§ Information:
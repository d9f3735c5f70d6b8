//! Cache and lock key scheme shared with the wider payment platform.
//!
//! Every key carries the `benefit:pay:` namespace so coupon entries can
//! coexist with other services on a shared cache cluster.

use crate::error::{CouponError, Result};

pub const NAMESPACE: &str = "benefit:pay:";
pub const BALANCE_PREFIX: &str = "coupon:balance:";
pub const LOCK_PREFIX: &str = "coupon:lock:";

/// Key under which a coupon's spendable balance is cached.
pub fn balance_key(coupon_id: &str) -> String {
    format!("{NAMESPACE}{BALANCE_PREFIX}{coupon_id}")
}

/// Key of the mutual-exclusion lock guarding a coupon's cached balance.
pub fn lock_key(coupon_id: &str) -> String {
    format!("{NAMESPACE}{LOCK_PREFIX}{coupon_id}")
}

/// Glob pattern matching every cached balance key.
pub fn balance_pattern() -> String {
    format!("{NAMESPACE}{BALANCE_PREFIX}*")
}

/// Recovers the coupon id from a balance key, if the key follows the scheme.
pub fn coupon_id_from_balance_key(key: &str) -> Option<&str> {
    key.strip_prefix(NAMESPACE)?.strip_prefix(BALANCE_PREFIX)
}

/// Rejects ids that would produce ambiguous or unusable keys.
pub fn validate_coupon_id(coupon_id: &str) -> Result<()> {
    if coupon_id.is_empty() {
        return Err(CouponError::ValidationError(
            "coupon id must not be empty".to_string(),
        ));
    }
    if coupon_id.chars().any(|c| c.is_whitespace() || c.is_control()) {
        return Err(CouponError::ValidationError(format!(
            "coupon id contains whitespace or control characters: {coupon_id:?}"
        )));
    }
    Ok(())
}

#[cfg(test)]
mod tests {
    use super::*;

    #[test]
    fn test_balance_key_layout() {
        assert_eq!(balance_key("CPN1"), "benefit:pay:coupon:balance:CPN1");
    }

    #[test]
    fn test_lock_key_layout() {
        assert_eq!(lock_key("CPN1"), "benefit:pay:coupon:lock:CPN1");
    }

    #[test]
    fn test_balance_pattern_matches_prefix() {
        let pattern = balance_pattern();
        assert!(pattern.ends_with('*'));
        assert!(balance_key("X").starts_with(pattern.trim_end_matches('*')));
    }

    #[test]
    fn test_coupon_id_roundtrip() {
        let key = balance_key("CPN42");
        assert_eq!(coupon_id_from_balance_key(&key), Some("CPN42"));
    }

    #[test]
    fn test_coupon_id_from_foreign_key() {
        assert_eq!(coupon_id_from_balance_key("other:key"), None);
        assert_eq!(coupon_id_from_balance_key(&lock_key("CPN1")), None);
    }

    #[test]
    fn test_validate_rejects_bad_ids() {
        assert!(validate_coupon_id("CPN1").is_ok());
        assert!(validate_coupon_id("").is_err());
        assert!(validate_coupon_id("CPN 1").is_err());
        assert!(validate_coupon_id("CPN\n1").is_err());
    }
}
pub mod application;
pub mod config;
pub mod domain;
pub mod error;
pub mod infrastructure;
pub mod interfaces;
use crate::domain::joblog::{JobKind, JobLog};
use crate::domain::ports::DynJobLogStore;
use crate::error::{CouponError, Result};
use tracing::debug;
use uuid::Uuid;

/// Records the lifecycle of batch job runs.
#[derive(Clone)]
pub struct JobLogService {
    store: DynJobLogStore,
}

impl JobLogService {
    pub fn new(store: DynJobLogStore) -> Self {
        Self { store }
    }

    /// Opens a new run record and persists it in the `Running` state.
    pub async fn start_job(
        &self,
        kind: JobKind,
        job_name: &str,
        parameters: serde_json::Value,
    ) -> Result<JobLog> {
        let log = JobLog::start(Uuid::new_v4().to_string(), job_name, kind, parameters)?;
        self.store.save(log.clone()).await?;
        debug!(log_id = %log.log_id, job_name, "batch job started");
        Ok(log)
    }

    /// Marks a run as completed with its final counters.
    pub async fn complete_job(
        &self,
        log_id: &str,
        processed: usize,
        success: usize,
        error: usize,
    ) -> Result<()> {
        let mut log = self.find(log_id).await?;
        log.complete(processed, success, error)?;
        self.store.save(log).await?;
        debug!(log_id, processed, success, error, "batch job completed");
        Ok(())
    }

    /// Marks a run as failed with the fatal error message.
    pub async fn fail_job(&self, log_id: &str, message: String) -> Result<()> {
        let mut log = self.find(log_id).await?;
        log.fail(message);
        self.store.save(log).await?;
        debug!(log_id, "batch job marked failed");
        Ok(())
    }

    async fn find(&self, log_id: &str) -> Result<JobLog> {
        self.store
            .find_by_id(log_id)
            .await?
            .ok_or_else(|| CouponError::ValidationError(format!("job log not found: {log_id}")))
    }
}
use crate::domain::coupon::{Balance, Coupon, CouponStatus};
use crate::error::{CouponError, Result};
use chrono::NaiveDate;
use rust_decimal::Decimal;
use serde::Deserialize;
use std::io::Read;

/// One row of a coupon seed file.
#[derive(Debug, Deserialize)]
struct CouponRecord {
    coupon_id: String,
    user_id: String,
    original_amount: Decimal,
    remaining_amount: Decimal,
    expiry_date: NaiveDate,
    status: CouponStatus,
}

impl TryFrom<CouponRecord> for Coupon {
    type Error = CouponError;

    fn try_from(record: CouponRecord) -> Result<Coupon> {
        Coupon::from_parts(
            record.coupon_id,
            record.user_id,
            Balance::new(record.original_amount),
            Balance::new(record.remaining_amount),
            record.expiry_date,
            record.status,
        )
    }
}

/// Reads coupon ledger records from a CSV source.
///
/// This reader wraps `csv::Reader` and provides an iterator over `Result<Coupon>`.
/// It handles whitespace trimming and flexible record lengths automatically;
/// rows that parse but violate a ledger invariant come back as errors too.
pub struct CouponReader<R: Read> {
    reader: csv::Reader<R>,
}

impl<R: Read> CouponReader<R> {
    /// Creates a new `CouponReader` from any `Read` source (e.g., File, Stdin).
    pub fn new(source: R) -> Self {
        let reader = csv::ReaderBuilder::new()
            .trim(csv::Trim::All)
            .flexible(true)
            .from_reader(source);
        Self { reader }
    }

    /// Returns an iterator that lazily reads and validates coupons.
    pub fn coupons(self) -> impl Iterator<Item = Result<Coupon>> {
        self.reader
            .into_deserialize::<CouponRecord>()
            .map(|result| result.map_err(CouponError::from).and_then(Coupon::try_from))
    }
}

#[cfg(test)]
mod tests {
    use super::*;
    use rust_decimal_macros::dec;

    #[test]
    fn test_reader_valid_stream() {
        let data = "coupon_id, user_id, original_amount, remaining_amount, expiry_date, status\n\
                    CPN1, user-1, 10000.00, 2500.00, 2025-06-30, active\n\
                    CPN2, user-2, 5000.00, 0.00, 2025-09-30, used";
        let reader = CouponReader::new(data.as_bytes());
        let results: Vec<Result<Coupon>> = reader.coupons().collect();

        assert_eq!(results.len(), 2);
        let first = results[0].as_ref().unwrap();
        assert_eq!(first.coupon_id, "CPN1");
        assert_eq!(first.remaining_amount, Balance::new(dec!(2500.00)));
        assert_eq!(first.status, CouponStatus::Active);
        let second = results[1].as_ref().unwrap();
        assert_eq!(second.status, CouponStatus::Used);
    }

    #[test]
    fn test_reader_malformed_amount() {
        let data = "coupon_id, user_id, original_amount, remaining_amount, expiry_date, status\n\
                    CPN1, user-1, not-a-number, 0, 2025-06-30, active";
        let reader = CouponReader::new(data.as_bytes());
        let results: Vec<Result<Coupon>> = reader.coupons().collect();

        assert_eq!(results.len(), 1);
        assert!(results[0].is_err());
    }

    #[test]
    fn test_reader_unknown_status() {
        let data = "coupon_id, user_id, original_amount, remaining_amount, expiry_date, status\n\
                    CPN1, user-1, 100, 100, 2025-06-30, frozen";
        let reader = CouponReader::new(data.as_bytes());
        let results: Vec<Result<Coupon>> = reader.coupons().collect();

        assert!(results[0].is_err());
    }

    #[test]
    fn test_reader_rejects_invariant_violations() {
        // remaining exceeds original: parses fine, fails validation
        let data = "coupon_id, user_id, original_amount, remaining_amount, expiry_date, status\n\
                    CPN1, user-1, 100, 200, 2025-06-30, active";
        let reader = CouponReader::new(data.as_bytes());
        let results: Vec<Result<Coupon>> = reader.coupons().collect();

        assert!(matches!(
            results[0],
            Err(CouponError::ValidationError(_))
        ));
    }

    #[test]
    fn test_reader_bad_row_does_not_poison_stream() {
        let data = "coupon_id, user_id, original_amount, remaining_amount, expiry_date, status\n\
                    CPN1, user-1, 100, broken, 2025-06-30, active\n\
                    CPN2, user-2, 100, 50, 2025-06-30, active";
        let reader = CouponReader::new(data.as_bytes());
        let results: Vec<Result<Coupon>> = reader.coupons().collect();

        assert_eq!(results.len(), 2);
        assert!(results[0].is_err());
        assert_eq!(results[1].as_ref().unwrap().coupon_id, "CPN2");
    }
}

§ Work required: Find the word "flexible" in the listing and copy each line that contains it.

§ Result for this task:
/// It handles whitespace trimming and flexible record lengths automatically;
            .flexible(true)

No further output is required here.